Global commitment to a healthy, sustainable environment is changing the landscape of the industry. Navigating this change has become convoluted due to regulation changes, media scrutiny and competitive forces contributing to a complex and often misleading message on what is fact and what is myth related to HVAC refrigerant use in the United States and abroad.
Building operators want to know that the HVAC investments they make today will still be the right investment in 20 to 30 years. Contractors are in the best position to advise them with fact-based discussions about refrigerant requirements and guide these long term investments in the right direction.
Contractors should gain understanding around how HVAC manufacturers they specify are addressing regulation changes, so they can answer related questions from their customers. Fluency in this landscape has long term business benefits for contractors and will help improve existing relationships as well.
When it comes to understanding the refrigerant landscape contractors should understand the following:
HCFCs are phased out on Jan. 1, 2020: HCFCs are approaching end of life: Jan. 1, 2020, is the deadline for phase-out of R123 in new equipment and 2030 for service. Alternatively, R134a can be used in new chillers until Jan. 1, 2024, in the United States and used for servicing existing equipment for many years after that; there is no defined service end-date for R134a.
Contractors should remind customers not to use HCFCs at all. There are better HFO and HFC alternatives available today that will continue to be available in the future.
No amount of ozone depletion potential (ODP) is okay for the environment: Stratospheric ozone protects us from ultraviolet rays and the ozone is depleted by chlorine-containing compounds that reach the upper atmosphere. CFCs and HCFCs contain chlorine, which has ODP and the Montreal Protocol requires that all refrigerants with ODP be phased out of new HVAC equipment by Jan. 1, 2020.
Next generation refrigerants will require essentially zero ODP and low global warming potential.
Europe has not banned R134a for chillers: Europe has banned certain HFCs in highly emissive applications, like automobiles, where mobility makes cooling systems more susceptible to leaks. However, there is no restriction for chiller applications on HFCs with global warming potential less than 2500 including R410A and R134a.
Regulatory activity is underway, but HFCs currently remain the right choice for HVAC equipment: Two significant regulatory actions recently occurred. In September 2016, the EPA announced specific refrigerants including R134a and R410A can no longer be used in new chillers, effective on Jan. 1, 2024. Existing chillers can continue to use these refrigerants after January 2024 to service equipment.
In October 2016, 170 countries including the United States agreed to amend the Montreal Protocol to phase down HFCs to about 10 percent of current levels, by 2036. Given the transition to the new administration, it is unclear whether the United States will adopt the amendment.
With the uncertainty over regulation today, contractors have an opportunity to clarify what this means for their customers:
- R410A and R134a can be used in new equipment until Jan. 1, 2024. R134a and R410A will be available after 2024 to service existing equipment and in refrigerant blends including R513A, R513B and R450A, all of which are about 40 percent R134a.

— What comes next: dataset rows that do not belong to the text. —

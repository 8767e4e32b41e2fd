mod completions;
mod generate;
mod plan;

use std::path::{Path, PathBuf};

use clap::{Args, Parser, Subcommand};
use completions::CompletionsCommand;
use eyre::Result;
use generate::GenerateCommand;
use gwgen_codegen::{CONFIG_FILE, Config, FileFailure, GenerateConfig};
use gwgen_descriptor::{DescriptorSet, Registry};
use plan::PlanCommand;
use tracing::debug;

/// Extension trait for exiting on descriptor errors with pretty formatting
pub(crate) trait UnwrapOrExit<T> {
    fn unwrap_or_exit(self) -> T;
}

impl<T> UnwrapOrExit<T> for gwgen_descriptor::Result<T> {
    fn unwrap_or_exit(self) -> T {
        match self {
            Ok(v) => v,
            Err(e) => {
                eprintln!("{:?}", miette::Report::new(*e));
                std::process::exit(1);
            }
        }
    }
}

/// Print per-file failures as diagnostics.
pub(crate) fn report_failures(failures: Vec<FileFailure>) {
    for failure in failures {
        eprintln!("error in {}:", failure.file);
        eprintln!("{:?}", miette::Report::new(*failure.error));
    }
}

#[derive(Parser)]
#[command(name = "gwgen")]
#[command(version)]
#[command(about = "Generate grpc-gateway reverse proxies from linked descriptor sets")]
pub(crate) struct Cli {
    /// Log debug output to stderr
    #[arg(short, long, global = true)]
    verbose: bool,

    #[command(subcommand)]
    command: Commands,
}

impl Cli {
    pub fn verbose(&self) -> bool {
        self.verbose
    }

    pub fn run(&self) -> Result<()> {
        match &self.command {
            Commands::Generate(cmd) => cmd.run(),
            Commands::Plan(cmd) => cmd.run(),
            Commands::Completions(cmd) => cmd.run(),
        }
    }
}

#[derive(Subcommand)]
enum Commands {
    /// Generate gateway files from a descriptor set
    Generate(GenerateCommand),

    /// Show which artifacts each file would produce, without rendering
    Plan(PlanCommand),

    /// Generate shell completions
    Completions(CompletionsCommand),
}

/// Inputs shared by `generate` and `plan`.
#[derive(Args)]
pub(crate) struct RunArgs {
    /// Descriptor set (JSON, or TOML with a .toml extension)
    #[arg(short, long)]
    pub input: PathBuf,

    /// Path to gwgen.toml (defaults to ./gwgen.toml when present)
    #[arg(short, long)]
    pub config: Option<PathBuf>,

    /// Generate gateways in a package separate from the RPC stubs
    #[arg(long)]
    pub separate_package: bool,

    /// Move gateways into their own subdirectory, leaving an alias shim behind
    #[arg(long)]
    pub standalone: bool,

    /// Do not emit package documentation on gateway files
    #[arg(long)]
    pub omit_package_doc: bool,

    /// Suffix of the registration functions (default "Handler")
    #[arg(long)]
    pub register_func_suffix: Option<String>,
}

impl RunArgs {
    /// Config file settings with command-line overrides applied.
    pub fn settings(&self) -> GenerateConfig {
        let config = match &self.config {
            Some(path) => Config::open(path).unwrap_or_exit(),
            None if Path::new(CONFIG_FILE).exists() => Config::open(CONFIG_FILE).unwrap_or_exit(),
            None => Config::default(),
        };
        self.overlay(config.generate)
    }

    fn overlay(&self, mut settings: GenerateConfig) -> GenerateConfig {
        settings.separate_package |= self.separate_package;
        settings.standalone |= self.standalone;
        settings.omit_package_doc |= self.omit_package_doc;
        if let Some(suffix) = &self.register_func_suffix {
            settings.register_func_suffix = suffix.clone();
        }
        settings
    }

    /// Load the descriptor set and a registry configured from `settings`.
    pub fn prepare(&self, settings: &GenerateConfig) -> (DescriptorSet, Registry) {
        let set = DescriptorSet::open(&self.input).unwrap_or_exit();

        let mut registry = Registry::new();
        settings.apply(&mut registry);
        debug!(
            separate_package = registry.separate_package(),
            standalone = registry.standalone(),
            omit_package_doc = registry.omit_package_doc(),
            "configured registry"
        );
        (set, registry)
    }
}
//! Go function builder.

use crate::builder::{CodeFragment, Renderable};

/// A parameter in a Go function.
#[derive(Debug, Clone)]
pub struct Param {
    pub name: String,
    pub ty: String,
}

impl Param {
    pub fn new(name: impl Into<String>, ty: impl Into<String>) -> Self {
        Self {
            name: name.into(),
            ty: ty.into(),
        }
    }
}

/// Builder for top-level Go functions.
#[derive(Debug, Clone)]
pub struct GoFunc {
    name: String,
    doc: Vec<String>,
    params: Vec<Param>,
    returns: Option<String>,
    body: Vec<CodeFragment>,
}

impl GoFunc {
    pub fn new(name: impl Into<String>) -> Self {
        Self {
            name: name.into(),
            doc: Vec::new(),
            params: Vec::new(),
            returns: None,
            body: Vec::new(),
        }
    }

    /// Add a `//` doc comment line.
    pub fn doc(mut self, line: impl Into<String>) -> Self {
        self.doc.push(line.into());
        self
    }

    pub fn param(mut self, name: impl Into<String>, ty: impl Into<String>) -> Self {
        self.params.push(Param::new(name, ty));
        self
    }

    /// Result list, written verbatim (e.g. `error` or `(err error)`).
    pub fn returns(mut self, ty: impl Into<String>) -> Self {
        self.returns = Some(ty.into());
        self
    }

    /// Add a line to the function body.
    pub fn body_line(mut self, line: impl Into<String>) -> Self {
        self.body.push(CodeFragment::Line(line.into()));
        self
    }

    /// Add structured content to the function body.
    pub fn body(mut self, node: impl Renderable) -> Self {
        self.body.extend(node.to_fragments());
        self
    }

    fn signature(&self) -> String {
        let params = self
            .params
            .iter()
            .map(|p| format!("{} {}", p.name, p.ty))
            .collect::<Vec<_>>()
            .join(", ");

        match &self.returns {
            Some(ret) => format!("func {}({}) {} {{", self.name, params, ret),
            None => format!("func {}({}) {{", self.name, params),
        }
    }
}

impl Renderable for GoFunc {
    fn to_fragments(&self) -> Vec<CodeFragment> {
        let mut fragments: Vec<CodeFragment> =
            self.doc.iter().cloned().map(CodeFragment::Comment).collect();
        fragments.push(CodeFragment::block(
            self.signature(),
            self.body.clone(),
            "}",
        ));
        fragments
    }
}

- The gradual phasedown allows time for regulatory approval of new alternatives and continued use of A1 refrigerants R134a and R410A.
R1233zd is available today and should be used instead of R123 in low pressure machines: If considering a low pressure machine, R1233zd is the only low GWP “A1” refrigerant choice available today. Equipment must be designed to use R1233zd from the start; it is not a retrofit for R123: R1233zd operates at higher pressures and different volumetric capacity than R123 and will require ASME code construction of the heat exchangers.
Even the identified retrofit alternative for R123, R514A, requires equipment changes to operate. And R514A, according to ASHRAE standards, is designated with the higher toxicity of “B” and will reduce the capacity and efficiency of an existing R123 machine.
Lower GWP may come with trade-offs: Many lower GWP refrigerants have lower efficiency than the refrigerants we use today. For chillers, the majority impact on climate change comes from generating electricity to run equipment, versus refrigerant emissions. Containment is critical as well: if they are not released into the atmosphere, refrigerants have no direct impact on global warming.
A better indicator of the global warming impact is “total equivalent warming impact” (TEWI), which measures direct and indirect emissions of greenhouses gases.
The bottom line: It’s important that contractors advise their partners to use R134a and R410A for the next five years because they are available, they are safe, and most of all, they are efficient.
HVAC manufacturers have an opportunity to lead the way in establishing rigorous and responsible measures to contribute to the fight against climate change. Contractors and other providers and advisors connected to HVAC industry bear responsibility for championing accurate dialogue related to the state of refrigerants.
William (Bill) Dietrich is product general manager, chillers at Daikin Applied. He is heavily involved in Daikin Applied’s ongoing work with regulatory groups related to changes in refrigerant requirements that impact HVAC manufacturers. He is an active member of AHRI and ASHRAE, and has earned an AHRAE Distinguished Service Award.